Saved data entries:
*-*-*
use serde::{Deserialize, Serialize};
use utoipa::IntoParams;

/// Pagination parameters for list operations
#[derive(Debug, Deserialize, Serialize, IntoParams)]
pub struct PaginationParams {
    #[serde(default = "default_page")]
    pub page: u64,
    #[serde(default = "default_per_page")]
    pub per_page: u64,
}

fn default_page() -> u64 {
    1
}

fn default_per_page() -> u64 {
    20
}

impl Default for PaginationParams {
    fn default() -> Self {
        Self {
            page: default_page(),
            per_page: default_per_page(),
        }
    }
}
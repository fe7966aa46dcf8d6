use axum::{
    http::StatusCode,
    response::{IntoResponse, Response},
    Json,
};
use sea_orm::error::DbErr;
use serde::{Deserialize, Serialize};
use serde_json::json;
use utoipa::ToSchema;
use uuid::Uuid;

fn current_request_id() -> Option<String> {
    crate::tracing::current_request_id().map(|rid| rid.as_str().to_string())
}

/// Simplified error structure for OpenAPI documentation
#[derive(Debug, Serialize, Deserialize, ToSchema)]
#[schema(example = json!({
    "error": "Not Found",
    "message": "Product with ID 550e8400-e29b-41d4-a716-446655440000 not found",
    "details": null,
    "request_id": "req-abc123xyz",
    "timestamp": "2025-04-09T10:30:00.000Z"
}))]
pub struct ErrorResponse {
    /// HTTP status category (e.g., "Not Found", "Bad Request", "Internal Server Error")
    #[schema(example = "Not Found")]
    pub error: String,
    /// Human-readable error description
    #[schema(example = "Product with ID 550e8400-e29b-41d4-a716-446655440000 not found")]
    pub message: String,
    /// Additional error details (validation errors, field-level context)
    #[serde(skip_serializing_if = "Option::is_none")]
    #[schema(example = "Field 'quantity' must be positive")]
    pub details: Option<String>,
    /// Unique request identifier for support and debugging
    #[serde(skip_serializing_if = "Option::is_none")]
    #[schema(example = "req-abc123xyz")]
    pub request_id: Option<String>,
    /// ISO 8601 timestamp when error occurred
    #[schema(example = "2025-04-09T10:30:00.000Z")]
    pub timestamp: String,
}

#[derive(Debug, thiserror::Error, Serialize)]
pub enum ServiceError {
    #[error("Database error: {0}")]
    DatabaseError(
        #[from]
        #[serde(skip)]
        sea_orm::error::DbErr,
    ),

    #[error("Not found: {0}")]
    NotFound(String),

    #[error("Validation error: {0}")]
    ValidationError(String),

    #[error("Invalid operation: {0}")]
    InvalidOperation(String),

    #[error("Invalid input: {0}")]
    InvalidInput(String),

    #[error("Unauthorized: {0}")]
    Unauthorized(String),

    #[error("Forbidden: {0}")]
    Forbidden(String),

    #[error("Conflict: {0}")]
    Conflict(String),

    #[error("Concurrent modification: {0}")]
    ConcurrentModification(Uuid),

    #[error("Event error: {0}")]
    EventError(String),

    #[error("Internal error: {0}")]
    InternalError(String),

    #[error("Internal server error")]
    InternalServerError,

    #[error("Migration error: {0}")]
    MigrationError(String),

    #[error("Other error: {0}")]
    Other(
        #[from]
        #[serde(skip)]
        anyhow::Error,
    ),
}

impl From<validator::ValidationErrors> for ServiceError {
    fn from(err: validator::ValidationErrors) -> Self {
        ServiceError::ValidationError(err.to_string())
    }
}

pub trait IntoDbErr {
    fn into_db_err(self) -> DbErr;
}

impl IntoDbErr for DbErr {
    fn into_db_err(self) -> DbErr {
        self
    }
}

impl IntoDbErr for String {
    fn into_db_err(self) -> DbErr {
        DbErr::Custom(self)
    }
}

impl IntoDbErr for &str {
    fn into_db_err(self) -> DbErr {
        DbErr::Custom(self.to_string())
    }
}

impl ServiceError {
    /// Generic constructor that normalizes any supported database error input.
    pub fn db_error<E: IntoDbErr>(error: E) -> Self {
        ServiceError::DatabaseError(error.into_db_err())
    }

    /// Returns the HTTP status code for this error.
    /// This is the single source of truth for error-to-status mapping.
    pub fn status_code(&self) -> StatusCode {
        match self {
            Self::DatabaseError(_) => StatusCode::INTERNAL_SERVER_ERROR,
            Self::NotFound(_) => StatusCode::NOT_FOUND,
            Self::ValidationError(_) | Self::InvalidOperation(_) | Self::InvalidInput(_) => {
                StatusCode::BAD_REQUEST
            }
            Self::Unauthorized(_) => StatusCode::UNAUTHORIZED,
            Self::Forbidden(_) => StatusCode::FORBIDDEN,
            Self::Conflict(_) | Self::ConcurrentModification(_) => StatusCode::CONFLICT,
            Self::EventError(_)
            | Self::InternalError(_)
            | Self::InternalServerError
            | Self::MigrationError(_)
            | Self::Other(_) => StatusCode::INTERNAL_SERVER_ERROR,
        }
    }

    /// Returns the error message suitable for HTTP responses.
    /// Internal errors return generic messages to avoid leaking implementation details.
    pub fn response_message(&self) -> String {
        match self {
            Self::DatabaseError(_) => "Database error".to_string(),
            Self::EventError(_) | Self::MigrationError(_) | Self::Other(_) => {
                "Internal server error".to_string()
            }
            Self::InternalError(_) | Self::InternalServerError => {
                "Internal server error".to_string()
            }
            Self::ConcurrentModification(id) => {
                format!("Concurrent modification for ID {}", id)
            }
            // User-facing errors carry the actual message
            _ => self.to_string(),
        }
    }
}

impl IntoResponse for ServiceError {
    fn into_response(self) -> Response {
        let status = self.status_code();
        let error_message = self.response_message();

        let request_id = current_request_id();
        let err = ErrorResponse {
            error: status.canonical_reason().unwrap_or("Error").to_string(),
            message: error_message,
            details: None,
            request_id,
            timestamp: chrono::Utc::now().to_rfc3339(),
        };

        (status, Json(err)).into_response()
    }
}
//! Session entity model.

use chrono::{DateTime, Duration, Utc};
use serde::{Deserialize, Serialize};
use sqlx::FromRow;
use uuid::Uuid;

/// A login session.
///
/// Sessions are created on login and deleted on logout. Expiry is never
/// stored as a state; it is derived from `expires_at` whenever the session
/// is read.
#[derive(Debug, Clone, PartialEq, Eq, Serialize, Deserialize, FromRow)]
pub struct Session {
    /// Opaque, unguessable session identifier.
    pub id: String,
    /// The user this session belongs to.
    pub user_id: Uuid,
    /// When the session was created (login time).
    pub created_at: DateTime<Utc>,
    /// When the session stops being valid.
    pub expires_at: DateTime<Utc>,
}

impl Session {
    /// Builds a session for `user_id` that lasts `duration` from now.
    pub fn new(id: impl Into<String>, user_id: Uuid, duration: Duration) -> Self {
        let now = Utc::now();
        Self {
            id: id.into(),
            user_id,
            created_at: now,
            expires_at: now + duration,
        }
    }

    /// Check whether the session has expired at `now`.
    pub fn is_expired_at(&self, now: DateTime<Utc>) -> bool {
        self.expires_at <= now
    }

    /// Check whether the session has expired.
    pub fn is_expired(&self) -> bool {
        self.is_expired_at(Utc::now())
    }
}
//! User repository implementation.

use async_trait::async_trait;
use sqlx::PgPool;
use uuid::Uuid;

use warden_core::error::{AppError, ErrorKind};
use warden_core::result::AppResult;
use warden_entity::user::User;

use crate::traits::UserRepository;

/// Unique constraint on `users.username`.
const USERNAME_CONSTRAINT: &str = "users_username_key";

/// Whether `err` is a clash on the username, as opposed to any other
/// unique key such as the primary key.
fn is_username_conflict(err: &sqlx::Error) -> bool {
    match err {
        sqlx::Error::Database(db_err) => {
            db_err.is_unique_violation() && db_err.constraint() == Some(USERNAME_CONSTRAINT)
        }
        _ => false,
    }
}

/// PostgreSQL-backed user storage.
#[derive(Debug, Clone)]
pub struct PgUserRepository {
    pool: PgPool,
}

impl PgUserRepository {
    /// Create a new user repository.
    pub fn new(pool: PgPool) -> Self {
        Self { pool }
    }
}

#[async_trait]
impl UserRepository for PgUserRepository {
    async fn insert(&self, user: &User) -> AppResult<()> {
        sqlx::query(
            "INSERT INTO users (id, username, password_hash, registered_at) \
             VALUES ($1, $2, $3, $4)",
        )
        .bind(user.id)
        .bind(&user.username)
        .bind(&user.password_hash)
        .bind(user.registered_at)
        .execute(&self.pool)
        .await
        .map_err(|e| {
            if is_username_conflict(&e) {
                AppError::already_exists(format!(
                    "user with username '{}' already exists",
                    user.username
                ))
            } else {
                AppError::with_source(ErrorKind::Database, "Failed to insert user", e)
            }
        })?;

        Ok(())
    }

    async fn find(&self, id: Uuid) -> AppResult<Option<User>> {
        sqlx::query_as::<_, User>(
            "SELECT id, username, password_hash, registered_at FROM users WHERE id = $1",
        )
        .bind(id)
        .fetch_optional(&self.pool)
        .await
        .map_err(|e| AppError::with_source(ErrorKind::Database, "Failed to find user by id", e))
    }

    async fn find_by_username(&self, username: &str) -> AppResult<Option<User>> {
        sqlx::query_as::<_, User>(
            "SELECT id, username, password_hash, registered_at FROM users WHERE username = $1",
        )
        .bind(username)
        .fetch_optional(&self.pool)
        .await
        .map_err(|e| {
            AppError::with_source(ErrorKind::Database, "Failed to find user by username", e)
        })
    }

    async fn list_usernames(&self) -> AppResult<Vec<String>> {
        sqlx::query_scalar::<_, String>("SELECT username FROM users")
            .fetch_all(&self.pool)
            .await
            .map_err(|e| AppError::with_source(ErrorKind::Database, "Failed to list usernames", e))
    }
}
*-*-*
## Try it
What you return should be exactly the lines above, starting at the one with "impl IntoDbErr for DbErr" and ending at the one with "Self::Conflict(_) | Self::ConcurrentModification(_)", and nothing else.

## Your solution
impl IntoDbErr for DbErr {
    fn into_db_err(self) -> DbErr {
        self
    }
}

impl IntoDbErr for String {
    fn into_db_err(self) -> DbErr {
        DbErr::Custom(self)
    }
}

impl IntoDbErr for &str {
    fn into_db_err(self) -> DbErr {
        DbErr::Custom(self.to_string())
    }
}

impl ServiceError {
    /// Generic constructor that normalizes any supported database error input.
    pub fn db_error<E: IntoDbErr>(error: E) -> Self {
        ServiceError::DatabaseError(error.into_db_err())
    }

    /// Returns the HTTP status code for this error.
    /// This is the single source of truth for error-to-status mapping.
    pub fn status_code(&self) -> StatusCode {
        match self {
            Self::DatabaseError(_) => StatusCode::INTERNAL_SERVER_ERROR,
            Self::NotFound(_) => StatusCode::NOT_FOUND,
            Self::ValidationError(_) | Self::InvalidOperation(_) | Self::InvalidInput(_) => {
                StatusCode::BAD_REQUEST
            }
            Self::Unauthorized(_) => StatusCode::UNAUTHORIZED,
            Self::Forbidden(_) => StatusCode::FORBIDDEN,
            Self::Conflict(_) | Self::ConcurrentModification(_) => StatusCode::CONFLICT,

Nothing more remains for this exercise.